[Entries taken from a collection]
..............................
//! Boxed primitive values
//!
//! A [`BoxedValue`] is a primitive wrapped as a reference object. It either
//! owns its payload inline or aliases one element of a [`HostArray`]. One
//! generic component serves all ten primitive widths; per-width behavior is
//! the data carried by each [`Primitive`] impl.

mod convert;
mod indirection;
mod object;
mod primitive;
mod value;

pub use convert::{ConvertedValue, Convertible};
pub use indirection::Indirection;
pub use object::ValueObject;
pub use primitive::{indirection_supported, Access, NativeWidth, Number, NumberFormat, Primitive};
pub use value::{BoxedValue, HostArray};

/// Boxed `SByte`
pub type BoxedSByte = BoxedValue<i8>;
/// Boxed `Byte`
pub type BoxedByte = BoxedValue<u8>;
/// Boxed `Int16`
pub type BoxedInt16 = BoxedValue<i16>;
/// Boxed `UInt16`
pub type BoxedUInt16 = BoxedValue<u16>;
/// Boxed `Int32`
pub type BoxedInt32 = BoxedValue<i32>;
/// Boxed `UInt32`
pub type BoxedUInt32 = BoxedValue<u32>;
/// Boxed `Int64`
pub type BoxedInt64 = BoxedValue<i64>;
/// Boxed `UInt64`
pub type BoxedUInt64 = BoxedValue<u64>;
/// Boxed `Single`
pub type BoxedSingle = BoxedValue<f32>;
/// Boxed `Double`
pub type BoxedDouble = BoxedValue<f64>;
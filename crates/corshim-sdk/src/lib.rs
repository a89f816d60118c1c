//! Corshim SDK - the host boundary
//!
//! This crate holds everything the core consumes from the host platform
//! rather than implements itself:
//! - **Atomic Slot Accessor**: ordered word access by base pointer + offset (`slots`)
//! - **Host Introspection**: per-type member listings with merged modifiers (`introspection`)
//! - **Numeric Formatting**: standard format strings and canonical float text (`format`)
//!
//! plus the shared error taxonomy and origin type codes.
//!
//! Each collaborator comes with a reference implementation backed by the
//! running process (`NativeSlots`, `StandardFormatter`). Hosts with their own
//! primitives install them once at startup.

#![warn(missing_docs)]
#![warn(rust_2018_idioms)]

pub mod error;
pub mod format;
pub mod introspection;
pub mod slots;
pub mod types;

pub use error::{ShimError, ShimResult};
pub use format::{
    install_number_formatter, number_formatter, NumberArg, NumberFormatInfo, NumberFormatter,
    StandardFormatter,
};
pub use introspection::{HostIntrospection, HostMember, HostMemberKind, HostModifiers, HostTypeId};
pub use slots::{
    install_slot_accessor, slot_accessor, InlineSlot, NativeSlots, SlotAccessor, WordWidth,
};
pub use types::TypeCode;
//! Atomic Slot Accessor
//!
//! Ordered (acquire/release) access to a host memory word addressed as a
//! base pointer plus a byte offset. The core asks for an offset once per
//! primitive type and caches it; it never computes layouts itself.
//!
//! Only full words are addressable. Host memory primitives guarantee
//! atomicity at 32- and 64-bit granularity, so there is no sub-word width.

use once_cell::sync::OnceCell;
use std::sync::atomic::{AtomicU32, AtomicU64, Ordering};

use crate::types::TypeCode;

/// Width of a directly addressable host memory word
#[derive(Debug, Clone, Copy, PartialEq, Eq, Hash)]
pub enum WordWidth {
    /// 32-bit word
    W32,
    /// 64-bit word
    W64,
}

impl WordWidth {
    /// Size of the word in bytes
    pub const fn bytes(self) -> usize {
        match self {
            WordWidth::W32 => 4,
            WordWidth::W64 => 8,
        }
    }
}

/// Host layout of an inline box: the payload cell is the only field
#[repr(C)]
#[derive(Debug, Default)]
pub struct InlineSlot<C> {
    /// Payload storage cell
    pub value: C,
}

impl<C> InlineSlot<C> {
    /// Wrap a payload cell
    pub const fn new(value: C) -> Self {
        Self { value }
    }

    /// Base address used with [`SlotAccessor::field_offset`]
    pub fn base_ptr(&self) -> *const u8 {
        (self as *const Self).cast::<u8>()
    }
}

/// Host memory primitive consumed by the boxed-value core
///
/// # Safety
/// `field_offset` must return the byte offset of the payload cell inside an
/// [`InlineSlot`] holding a `width` atomic, and `element_offset` the offset of
/// element `index` in a contiguous array of `width` atomics. Both offsets must
/// be aligned to `width`. The core dereferences `base + offset` through
/// `get_volatile` and `put_volatile`, so a wrong offset is a wild access. The
/// core still rejects offsets that leave the payload it owns.
pub unsafe trait SlotAccessor: Send + Sync {
    /// Byte offset of the payload field in an inline box of `owner`
    fn field_offset(&self, owner: TypeCode, width: WordWidth) -> usize;

    /// Byte offset of element `index` in an array of `width`-sized elements
    fn element_offset(&self, width: WordWidth, index: usize) -> usize;

    /// Acquire-load the word at `base + offset`
    ///
    /// # Safety
    /// `base + offset` must point to a live, aligned word of `width` that is
    /// only ever accessed atomically.
    unsafe fn get_volatile(&self, base: *const u8, offset: usize, width: WordWidth) -> u64;

    /// Release-store `bits` into the word at `base + offset`
    ///
    /// # Safety
    /// Same contract as [`SlotAccessor::get_volatile`].
    unsafe fn put_volatile(&self, base: *const u8, offset: usize, width: WordWidth, bits: u64);
}

/// Slot accessor backed by the process's own atomics
#[derive(Debug, Default, Clone, Copy)]
pub struct NativeSlots;

// SAFETY: offsets come from the `InlineSlot` layout and the element stride.
unsafe impl SlotAccessor for NativeSlots {
    fn field_offset(&self, _owner: TypeCode, width: WordWidth) -> usize {
        match width {
            WordWidth::W32 => std::mem::offset_of!(InlineSlot<AtomicU32>, value),
            WordWidth::W64 => std::mem::offset_of!(InlineSlot<AtomicU64>, value),
        }
    }

    fn element_offset(&self, width: WordWidth, index: usize) -> usize {
        index * width.bytes()
    }

    unsafe fn get_volatile(&self, base: *const u8, offset: usize, width: WordWidth) -> u64 {
        let addr = base.add(offset).cast_mut();
        match width {
            WordWidth::W32 => AtomicU32::from_ptr(addr.cast::<u32>()).load(Ordering::Acquire) as u64,
            WordWidth::W64 => AtomicU64::from_ptr(addr.cast::<u64>()).load(Ordering::Acquire),
        }
    }

    unsafe fn put_volatile(&self, base: *const u8, offset: usize, width: WordWidth, bits: u64) {
        let addr = base.add(offset).cast_mut();
        match width {
            WordWidth::W32 => {
                AtomicU32::from_ptr(addr.cast::<u32>()).store(bits as u32, Ordering::Release)
            }
            WordWidth::W64 => AtomicU64::from_ptr(addr.cast::<u64>()).store(bits, Ordering::Release),
        }
    }
}

static SLOT_ACCESSOR: OnceCell<Box<dyn SlotAccessor>> = OnceCell::new();

/// Install the process-wide slot accessor.
///
/// Must happen before the first volatile access; afterwards the accessor
/// (and every offset cached from it) is fixed and the argument is handed back.
pub fn install_slot_accessor(
    accessor: Box<dyn SlotAccessor>,
) -> Result<(), Box<dyn SlotAccessor>> {
    SLOT_ACCESSOR.set(accessor)
}

/// The installed slot accessor, [`NativeSlots`] if none was installed
pub fn slot_accessor() -> &'static dyn SlotAccessor {
    SLOT_ACCESSOR.get_or_init(|| Box::new(NativeSlots)).as_ref()
}
//! The boxed value itself and the host array it may alias

use std::cmp::Ordering;
use std::fmt;
use std::hash::{Hash, Hasher};
use std::mem;
use std::sync::atomic::Ordering::Relaxed;
use std::sync::Arc;

use corshim_sdk::{
    number_formatter, slot_accessor, InlineSlot, NumberFormatInfo, ShimError, ShimResult,
    SlotAccessor, TypeCode, WordWidth,
};

use super::primitive::{Access, Primitive};

/// Host-native array of primitives
///
/// Fixed length, reference counted. Clones share the same cells, so a write
/// through one handle (or through a box aliasing an element) is visible to
/// every other holder.
pub struct HostArray<T: Primitive> {
    cells: Arc<[T::Cell]>,
}

impl<T: Primitive> HostArray<T> {
    /// Create an array of `len` zeros
    pub fn new(len: usize) -> Self {
        Self {
            cells: (0..len).map(|_| T::new_cell(T::ZERO)).collect(),
        }
    }

    /// Create an array holding a copy of `values`
    pub fn from_slice(values: &[T]) -> Self {
        Self {
            cells: values.iter().map(|&v| T::new_cell(v)).collect(),
        }
    }

    /// Number of elements
    pub fn len(&self) -> usize {
        self.cells.len()
    }

    /// Whether the array has no elements
    pub fn is_empty(&self) -> bool {
        self.cells.is_empty()
    }

    /// Element at `index`, `None` when out of range
    pub fn get(&self, index: usize) -> Option<T> {
        self.cells.get(index).map(|cell| T::load(cell, Relaxed))
    }

    /// Overwrite the element at `index`
    pub fn set(&self, index: usize, value: T) -> ShimResult<()> {
        let cell = self.cells.get(index).ok_or(ShimError::IndexOutOfRange {
            index,
            len: self.len(),
        })?;
        T::store(cell, value, Relaxed);
        Ok(())
    }

    /// Snapshot of all elements
    pub fn to_vec(&self) -> Vec<T> {
        self.cells.iter().map(|cell| T::load(cell, Relaxed)).collect()
    }

    /// Whether both handles share storage
    pub fn ptr_eq(&self, other: &Self) -> bool {
        Arc::ptr_eq(&self.cells, &other.cells)
    }

    fn base_ptr(&self) -> *const u8 {
        self.cells.as_ptr().cast::<u8>()
    }
}

impl<T: Primitive> Clone for HostArray<T> {
    fn clone(&self) -> Self {
        Self {
            cells: Arc::clone(&self.cells),
        }
    }
}

impl<T: Primitive> From<Vec<T>> for HostArray<T> {
    fn from(values: Vec<T>) -> Self {
        Self::from_slice(&values)
    }
}

impl<T: Primitive> fmt::Debug for HostArray<T> {
    fn fmt(&self, f: &mut fmt::Formatter<'_>) -> fmt::Result {
        f.debug_tuple("HostArray")
            .field(&T::TYPE_CODE)
            .field(&self.to_vec())
            .finish()
    }
}

/// Where a box keeps its payload
enum Storage<T: Primitive> {
    /// Payload held directly
    Inline(InlineSlot<T::Cell>),
    /// Payload is element `index` of a shared host array
    ArrayView { array: HostArray<T>, index: usize },
}

/// A primitive boxed as a reference object
///
/// The storage mode is fixed at construction. The payload is mutable through
/// `&self`, the way a reference object's field is.
pub struct BoxedValue<T: Primitive> {
    storage: Storage<T>,
}

impl<T: Primitive> BoxedValue<T> {
    /// Box `value` inline
    pub fn new(value: T) -> Self {
        Self {
            storage: Storage::Inline(InlineSlot::new(T::new_cell(value))),
        }
    }

    /// Box element `index` of `array` without copying it
    pub fn in_array(array: &HostArray<T>, index: usize) -> ShimResult<Self> {
        if index >= array.len() {
            return Err(ShimError::IndexOutOfRange {
                index,
                len: array.len(),
            });
        }
        Ok(Self {
            storage: Storage::ArrayView {
                array: array.clone(),
                index,
            },
        })
    }

    /// Whether this box aliases an array element
    pub fn is_array_view(&self) -> bool {
        matches!(self.storage, Storage::ArrayView { .. })
    }

    /// Aliased array and element index, `None` for inline boxes
    pub fn array(&self) -> Option<(&HostArray<T>, usize)> {
        match &self.storage {
            Storage::Inline(_) => None,
            Storage::ArrayView { array, index } => Some((array, *index)),
        }
    }

    /// Origin type code of the payload
    pub fn type_code(&self) -> TypeCode {
        T::TYPE_CODE
    }

    /// Current payload
    pub fn get(&self) -> T {
        T::load(self.cell(), Relaxed)
    }

    /// Replace the payload
    pub fn set(&self, value: T) {
        T::store(self.cell(), value, Relaxed)
    }

    /// Acquire-load the payload through the slot accessor
    ///
    /// Only 32- and 64-bit payloads are addressable as host words.
    pub fn volatile_get(&self) -> ShimResult<T> {
        let width = Self::word_width("volatile read")?;
        let slots = slot_accessor();
        let (base, offset) = self.address(slots, width)?;
        // SAFETY: `address` checked that `base + offset` is an aligned `width`
        // word inside this box's own payload, kept alive by `&self`.
        let bits = unsafe { slots.get_volatile(base, offset, width) };
        Ok(T::from_bits(bits))
    }

    /// Release-store the payload through the slot accessor
    pub fn volatile_set(&self, value: T) -> ShimResult<()> {
        let width = Self::word_width("volatile write")?;
        let slots = slot_accessor();
        let (base, offset) = self.address(slots, width)?;
        // SAFETY: as in `volatile_get`.
        unsafe { slots.put_volatile(base, offset, width, value.to_bits()) };
        Ok(())
    }

    /// Same type and equal payloads; NaN never equals anything
    pub fn equals(&self, other: &Self) -> bool {
        self.get() == other.get()
    }

    /// Payload equals `value`
    pub fn equals_value(&self, value: T) -> bool {
        self.get() == value
    }

    /// Order the payload against `value`
    pub fn compare_to(&self, value: T) -> Ordering {
        self.get().compare(value)
    }

    /// Origin hash code of the payload
    pub fn hash_code(&self) -> i32 {
        self.get().hash_code()
    }

    /// Format with a standard format string; empty means canonical text
    pub fn format(
        &self,
        format: Option<&str>,
        provider: Option<&NumberFormatInfo>,
    ) -> ShimResult<String> {
        match format {
            None | Some("") => Ok(self.get().canonical_text()),
            Some(format) => number_formatter().format_number(format, provider, self.get().number_arg()),
        }
    }

    /// Canonical text; the provider does not take part
    pub fn format_with(&self, _provider: Option<&NumberFormatInfo>) -> String {
        self.get().canonical_text()
    }

    /// Reset the payload to zero
    pub fn clear(&self) {
        self.set(T::ZERO)
    }

    /// Copy this payload into `target`
    pub fn copy_to(&self, target: &Self) {
        target.set(self.get())
    }

    pub(crate) fn require(&self, access: Access) -> ShimResult<()> {
        if T::supports(access) {
            Ok(())
        } else {
            Err(ShimError::not_supported(access.name(), T::TYPE_CODE.name()))
        }
    }

    fn word_width(operation: &str) -> ShimResult<WordWidth> {
        T::WIDTH
            .word()
            .ok_or_else(|| ShimError::not_supported(operation, T::TYPE_CODE.name()))
    }

    fn cell(&self) -> &T::Cell {
        match &self.storage {
            Storage::Inline(slot) => &slot.value,
            Storage::ArrayView { array, index } => &array.cells[*index],
        }
    }

    /// Base pointer and byte offset of the payload word
    ///
    /// Offsets reported by the accessor must land on an aligned `width` word
    /// inside the memory this box owns or aliases.
    fn address(
        &self,
        slots: &dyn SlotAccessor,
        width: WordWidth,
    ) -> ShimResult<(*const u8, usize)> {
        let (base, offset, extent) = match &self.storage {
            Storage::Inline(slot) => {
                let offset = *T::offset_cache()
                    .get_or_init(|| slots.field_offset(T::TYPE_CODE, width));
                (slot.base_ptr(), offset, mem::size_of::<InlineSlot<T::Cell>>())
            }
            Storage::ArrayView { array, index } => (
                array.base_ptr(),
                slots.element_offset(width, *index),
                array.len() * mem::size_of::<T::Cell>(),
            ),
        };
        let in_bounds = offset
            .checked_add(width.bytes())
            .is_some_and(|end| end <= extent);
        if !in_bounds || offset % width.bytes() != 0 {
            return Err(ShimError::PlatformNotSupported(format!(
                "slot offset {} does not address a {}-byte word of a {} payload of {} bytes",
                offset,
                width.bytes(),
                T::TYPE_CODE.name(),
                extent
            )));
        }
        Ok((base, offset))
    }
}

macro_rules! float_classifiers {
    ($t:ty) => {
        impl BoxedValue<$t> {
            /// Payload is NaN
            pub fn is_nan(&self) -> bool {
                self.get().is_nan()
            }

            /// Payload is neither NaN nor infinite
            pub fn is_finite(&self) -> bool {
                self.get().is_finite()
            }

            /// Payload is an infinity of either sign
            pub fn is_infinity(&self) -> bool {
                self.get().is_infinite()
            }

            /// Payload is positive infinity
            pub fn is_positive_infinity(&self) -> bool {
                self.get() == <$t>::INFINITY
            }

            /// Payload is negative infinity
            pub fn is_negative_infinity(&self) -> bool {
                self.get() == <$t>::NEG_INFINITY
            }

            /// Sign bit is set, including `-0.0` and negative NaNs
            pub fn is_negative(&self) -> bool {
                self.get().is_sign_negative()
            }

            /// Payload is a normal number
            pub fn is_normal(&self) -> bool {
                self.get().is_normal()
            }

            /// Payload is subnormal
            pub fn is_subnormal(&self) -> bool {
                self.get().is_subnormal()
            }
        }
    };
}

float_classifiers!(f32);
float_classifiers!(f64);

impl<T: Primitive> Clone for BoxedValue<T> {
    /// Always a fresh inline box, even when `self` aliases an array
    fn clone(&self) -> Self {
        Self::new(self.get())
    }
}

impl<T: Primitive> Default for BoxedValue<T> {
    fn default() -> Self {
        Self::new(T::ZERO)
    }
}

impl<T: Primitive> From<T> for BoxedValue<T> {
    fn from(value: T) -> Self {
        Self::new(value)
    }
}

impl<T: Primitive> PartialEq for BoxedValue<T> {
    fn eq(&self, other: &Self) -> bool {
        self.equals(other)
    }
}

macro_rules! integer_eq {
    ($($t:ty),*) => {
        $(impl Eq for BoxedValue<$t> {})*
    };
}

integer_eq!(i8, u8, i16, u16, i32, u32, i64, u64);

impl<T: Primitive> Hash for BoxedValue<T> {
    fn hash<H: Hasher>(&self, state: &mut H) {
        state.write_i32(self.hash_code());
    }
}

impl<T: Primitive> fmt::Display for BoxedValue<T> {
    fn fmt(&self, f: &mut fmt::Formatter<'_>) -> fmt::Result {
        f.write_str(&self.get().canonical_text())
    }
}

impl<T: Primitive> fmt::Debug for BoxedValue<T> {
    fn fmt(&self, f: &mut fmt::Formatter<'_>) -> fmt::Result {
        let mut s = f.debug_struct("BoxedValue");
        s.field("type", &T::TYPE_CODE).field("value", &self.get());
        if let Storage::ArrayView { index, .. } = &self.storage {
            s.field("index", index);
        }
        s.finish()
    }
}
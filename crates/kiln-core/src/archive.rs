//! In-memory source archives.
//!
//! Container filesystems are populated through tar streams, so the submitted
//! source is packed as a single-entry, uncompressed tar before injection.

use bytes::Bytes;
use std::path::{Component, Path};
use thiserror::Error;

/// Errors that can occur while packing a source archive.
#[derive(Debug, Error)]
pub enum ArchiveError {
    /// The entry name is not a plain relative file name
    #[error("invalid archive entry name: {0:?}")]
    InvalidName(String),

    /// Underlying write failed
    #[error("I/O error: {0}")]
    Io(#[from] std::io::Error),
}

/// Pack `source` as the only file of a tar archive, named `filename`.
///
/// The entry is a regular file with mode `0644` and a zero mtime, so the
/// same input always yields the same bytes.
pub fn build_archive(filename: &str, source: &str) -> Result<Bytes, ArchiveError> {
    validate_name(filename)?;

    let body = source.as_bytes();
    let mut header = tar::Header::new_gnu();
    header.set_entry_type(tar::EntryType::Regular);
    header.set_size(body.len() as u64);
    header.set_mode(0o644);
    header.set_mtime(0);
    header.set_cksum();

    let mut builder = tar::Builder::new(Vec::with_capacity(body.len() + 1536));
    builder.append_data(&mut header, filename, body)?;
    let archive = builder.into_inner()?;

    tracing::trace!(filename = %filename, bytes = archive.len(), "Built source archive");
    Ok(Bytes::from(archive))
}

fn validate_name(filename: &str) -> Result<(), ArchiveError> {
    let mut components = Path::new(filename).components();
    match (components.next(), components.next()) {
        (Some(Component::Normal(_)), None) => Ok(()),
        _ => Err(ArchiveError::InvalidName(filename.to_string())),
    }
}

#[cfg(test)]
mod tests {
    use super::*;
    use std::io::Read;

    fn entries(archive: &[u8]) -> Vec<(String, Vec<u8>, u32)> {
        let mut reader = tar::Archive::new(archive);
        reader
            .entries()
            .unwrap()
            .map(|entry| {
                let mut entry = entry.unwrap();
                let path = entry.path().unwrap().to_string_lossy().into_owned();
                let mode = entry.header().mode().unwrap();
                let mut body = Vec::new();
                entry.read_to_end(&mut body).unwrap();
                (path, body, mode)
            })
            .collect()
    }

    #[test]
    fn test_single_entry() {
        let archive = build_archive("main.py", "print(\"hi\")").unwrap();
        let entries = entries(&archive);

        assert_eq!(entries.len(), 1);
        assert_eq!(entries[0].0, "main.py");
        assert_eq!(entries[0].1, b"print(\"hi\")");
        assert_eq!(entries[0].2, 0o644);
    }

    #[test]
    fn test_deterministic() {
        let a = build_archive("Main.java", "class Main {}").unwrap();
        let b = build_archive("Main.java", "class Main {}").unwrap();
        assert_eq!(a, b);
    }

    #[test]
    fn test_empty_source() {
        let archive = build_archive("main.c", "").unwrap();
        let entries = entries(&archive);
        assert_eq!(entries.len(), 1);
        assert!(entries[0].1.is_empty());
    }

    #[test]
    fn test_multibyte_source() {
        let source = "print('héllo ✓')";
        let archive = build_archive("main.py", source).unwrap();
        assert_eq!(entries(&archive)[0].1, source.as_bytes());
    }

    #[test]
    fn test_rejects_paths() {
        assert!(build_archive("../main.py", "x").is_err());
        assert!(build_archive("/app/main.py", "x").is_err());
        assert!(build_archive("src/main.py", "x").is_err());
        assert!(build_archive("", "x").is_err());
    }
}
..............................
_What to work on_
Before answering, count every line of the records that contains "ShimResult"; the answer is that number and nothing more.

_Written response_
10